Given data below:

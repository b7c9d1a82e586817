//! Report Building
//!
//! Turns execution results into a [`Report`] and evaluates the suite's
//! pairwise comparisons against the collected results.

use super::execution::BenchExecutionResult;
use super::metadata::build_report_meta;
use crate::suite::ComparisonDef;
use pacebench_core::compare;
use pacebench_report::{BenchmarkReportResult, ComparisonEntry, FailureInfo, Report};

/// Build a complete Report from execution results
pub fn build_report(
    results: Vec<BenchExecutionResult>,
    comparisons: &[ComparisonDef],
    total_duration_ms: f64,
) -> Report {
    let entries: Vec<BenchmarkReportResult> = results
        .into_iter()
        .map(|r| match (r.outcome, r.config) {
            (Ok(result), Some(config)) => {
                BenchmarkReportResult::passed(r.benchmark_id, r.group, config, result)
            }
            (Ok(_), None) => BenchmarkReportResult::failed(
                r.benchmark_id,
                r.group,
                None,
                FailureInfo {
                    kind: "invalid_configuration".to_string(),
                    message: "completed without a resolved configuration".to_string(),
                },
            ),
            (Err(e), config) => BenchmarkReportResult::failed(
                r.benchmark_id,
                r.group,
                config,
                FailureInfo {
                    kind: e.kind().to_string(),
                    message: e.to_string(),
                },
            ),
        })
        .collect();

    let mut report = Report::new(build_report_meta(), entries, total_duration_ms);
    report.comparisons = execute_comparisons(&report, comparisons);
    report
}

/// Evaluate named comparisons against completed results
///
/// A comparison whose benchmarks are missing or failed, or whose baseline
/// mean is not positive, is kept with an error message.
pub fn execute_comparisons(
    report: &Report,
    comparisons: &[ComparisonDef],
) -> Vec<ComparisonEntry> {
    comparisons
        .iter()
        .filter(|c| report.find(&c.baseline).is_some() || report.find(&c.candidate).is_some())
        .map(|def| {
            let baseline = report.result_for(&def.baseline);
            let candidate = report.result_for(&def.candidate);
            let outcome = match (baseline, candidate) {
                (Some(baseline), Some(candidate)) => {
                    compare(baseline, candidate).map_err(|e| e.to_string())
                }
                (None, _) => Err(format!("baseline '{}' has no result", def.baseline)),
                (_, None) => Err(format!("candidate '{}' has no result", def.candidate)),
            };

            let (comparison, error) = match outcome {
                Ok(c) => (Some(c), None),
                Err(e) => (None, Some(e)),
            };

            ComparisonEntry {
                id: def.id.clone(),
                baseline: def.baseline.clone(),
                candidate: def.candidate.clone(),
                comparison,
                error,
            }
        })
        .collect()
}

#[cfg(test)]
mod tests {
    use super::*;
    use pacebench_core::{BenchError, BenchmarkConfig, BenchmarkResult};

    fn ok_result(id: &str, mean: f64) -> BenchExecutionResult {
        let config = BenchmarkConfig::new(id).iterations(100).samples(5);
        BenchExecutionResult {
            benchmark_id: id.to_string(),
            group: "default".to_string(),
            outcome: Ok(BenchmarkResult {
                name: id.to_string(),
                mean,
                median: mean,
                min: mean,
                max: mean,
                std_dev: 0.0,
                iterations: config.iterations,
                samples: config.samples,
                trimmed: 0,
            }),
            config: Some(config),
            duration_ms: mean * 5.0,
        }
    }

    fn failed_result(id: &str) -> BenchExecutionResult {
        BenchExecutionResult {
            benchmark_id: id.to_string(),
            group: "default".to_string(),
            config: None,
            outcome: Err(BenchError::InvalidConfiguration {
                field: "samples",
                reason: "must be at least 1, got 0".to_string(),
            }),
            duration_ms: 0.0,
        }
    }

    fn def(id: &str, baseline: &str, candidate: &str) -> ComparisonDef {
        ComparisonDef {
            id: id.to_string(),
            baseline: baseline.to_string(),
            candidate: candidate.to_string(),
        }
    }

    #[test]
    fn test_build_report_statuses() {
        let report = build_report(
            vec![ok_result("a", 2.0), failed_result("b")],
            &[],
            20.0,
        );

        assert_eq!(report.summary.passed, 1);
        assert_eq!(report.summary.failed, 1);
        let failure = report.find("b").unwrap().failure.as_ref().unwrap();
        assert_eq!(failure.kind, "invalid_configuration");
        assert!(failure.message.contains("samples"));
    }

    #[test]
    fn test_pairwise_comparisons() {
        let report = build_report(
            vec![
                ok_result("fast", 2.0),
                ok_result("slow", 5.0),
                failed_result("broken"),
            ],
            &[
                def("fast_vs_slow", "slow", "fast"),
                def("broken_vs_fast", "fast", "broken"),
                def("not_selected", "x", "y"),
            ],
            0.0,
        );

        assert_eq!(report.comparisons.len(), 2);

        let first = &report.comparisons[0];
        assert_eq!(first.comparison.as_ref().unwrap().summary, "2.50x faster");
        assert!(first.error.is_none());

        let second = &report.comparisons[1];
        assert!(second.comparison.is_none());
        assert_eq!(second.error.as_deref(), Some("candidate 'broken' has no result"));
    }

    #[test]
    fn test_zero_baseline_comparison_error() {
        let report = build_report(
            vec![ok_result("zero", 0.0), ok_result("other", 1.0)],
            &[def("cmp", "zero", "other")],
            0.0,
        );

        let entry = &report.comparisons[0];
        assert!(entry.comparison.is_none());
        assert!(entry.error.as_deref().unwrap().starts_with("Invalid comparison"));
    }
}
//! Summary Statistics
//!
//! Every statistic (mean, median, min, max, stddev) is computed from the
//! TRIMMED sample set, so `min <= median <= max` and `min <= mean <= max`
//! hold whenever at least one sample was collected.

use crate::percentiles::median_of_sorted;
use crate::trim::{TrimPolicy, trim_samples};
use serde::{Deserialize, Serialize};

/// Summary of a trimmed sample set
#[derive(Debug, Clone, PartialEq, Serialize, Deserialize)]
pub struct SummaryStatistics {
    /// Arithmetic mean of the retained samples
    pub mean: f64,
    /// Median of the retained samples
    pub median: f64,
    /// Smallest retained sample
    pub min: f64,
    /// Largest retained sample
    pub max: f64,
    /// Sample standard deviation (n - 1) of the retained samples
    pub std_dev: f64,

    /// Samples collected before trimming
    pub sample_count: usize,
    /// Samples discarded in total (both ends)
    pub trimmed_count: usize,
}

impl SummaryStatistics {
    /// Summary of an empty sample set (all zeros)
    pub fn empty() -> Self {
        Self {
            mean: 0.0,
            median: 0.0,
            min: 0.0,
            max: 0.0,
            std_dev: 0.0,
            sample_count: 0,
            trimmed_count: 0,
        }
    }

    /// Samples that contributed to the statistics
    pub fn retained_count(&self) -> usize {
        self.sample_count - self.trimmed_count
    }
}

/// Trim the samples with `policy` and summarize what remains
pub fn compute_summary(samples: &[f64], policy: TrimPolicy) -> SummaryStatistics {
    if samples.is_empty() {
        return SummaryStatistics::empty();
    }

    let trimmed = trim_samples(samples, policy);
    let kept = trimmed.kept();
    let n = kept.len();

    let mean = kept.iter().sum::<f64>() / n as f64;
    let std_dev = if n < 2 {
        0.0
    } else {
        let variance = kept.iter().map(|x| (x - mean).powi(2)).sum::<f64>() / (n - 1) as f64;
        variance.sqrt()
    };

    // Floating point summation can drift a hair outside [min, max] for
    // near-identical samples.
    let min = kept[0];
    let max = kept[n - 1];

    SummaryStatistics {
        mean: mean.clamp(min, max),
        median: median_of_sorted(kept),
        min,
        max,
        std_dev,
        sample_count: samples.len(),
        trimmed_count: trimmed.removed(),
    }
}

#[cfg(test)]
mod tests {
    use super::*;

    #[test]
    fn test_basic_summary() {
        let samples = vec![1.0, 2.0, 3.0, 4.0, 5.0];
        let summary = compute_summary(&samples, TrimPolicy::NONE);

        assert!((summary.mean - 3.0).abs() < 1e-9);
        assert!((summary.median - 3.0).abs() < 1e-9);
        assert_eq!(summary.min, 1.0);
        assert_eq!(summary.max, 5.0);
        assert_eq!(summary.sample_count, 5);
        assert_eq!(summary.trimmed_count, 0);
    }

    #[test]
    fn test_trimmed_hand_computed() {
        // 10 samples, 10% trimmed from each side -> 20..=90 remain
        let samples = vec![100.0, 10.0, 50.0, 20.0, 90.0, 30.0, 80.0, 40.0, 70.0, 60.0];
        let summary = compute_summary(&samples, TrimPolicy::default());

        assert!((summary.mean - 55.0).abs() < 1e-9);
        assert!((summary.median - 55.0).abs() < 1e-9);
        assert_eq!(summary.min, 20.0);
        assert_eq!(summary.max, 90.0);
        assert_eq!(summary.trimmed_count, 2);
        assert_eq!(summary.retained_count(), 8);
    }

    #[test]
    fn test_outlier_trimmed_away() {
        let samples = vec![10.0, 10.5, 9.5, 10.2, 9.8, 10.1, 9.9, 10.0, 10.3, 250.0];
        let summary = compute_summary(&samples, TrimPolicy::default());

        assert!(summary.mean < 11.0);
        assert!(summary.max < 11.0);
    }

    #[test]
    fn test_ordering_invariants() {
        let samples = vec![3.3, 0.7, 12.0, 5.5, 5.5, 1.2, 8.9];
        let summary = compute_summary(&samples, TrimPolicy::new(0.2));

        assert!(summary.min <= summary.median && summary.median <= summary.max);
        assert!(summary.min <= summary.mean && summary.mean <= summary.max);
    }

    #[test]
    fn test_identical_samples() {
        let samples = vec![0.1; 7];
        let summary = compute_summary(&samples, TrimPolicy::default());

        assert_eq!(summary.min, 0.1);
        assert_eq!(summary.max, 0.1);
        assert!(summary.mean >= summary.min && summary.mean <= summary.max);
        assert!(summary.std_dev < 1e-12);
    }

    #[test]
    fn test_single_sample() {
        let summary = compute_summary(&[7.0], TrimPolicy::new(0.4));

        assert_eq!(summary.mean, 7.0);
        assert_eq!(summary.median, 7.0);
        assert_eq!(summary.std_dev, 0.0);
        assert_eq!(summary.retained_count(), 1);
    }

    #[test]
    fn test_empty_samples() {
        let summary = compute_summary(&[], TrimPolicy::default());

        assert_eq!(summary.sample_count, 0);
        assert!((summary.mean - 0.0).abs() < f64::EPSILON);
    }
}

End of Given data.

→ Task requirements
For the word "find", state how many lines of the material contain it. Give the number and no more.

→ Solution
2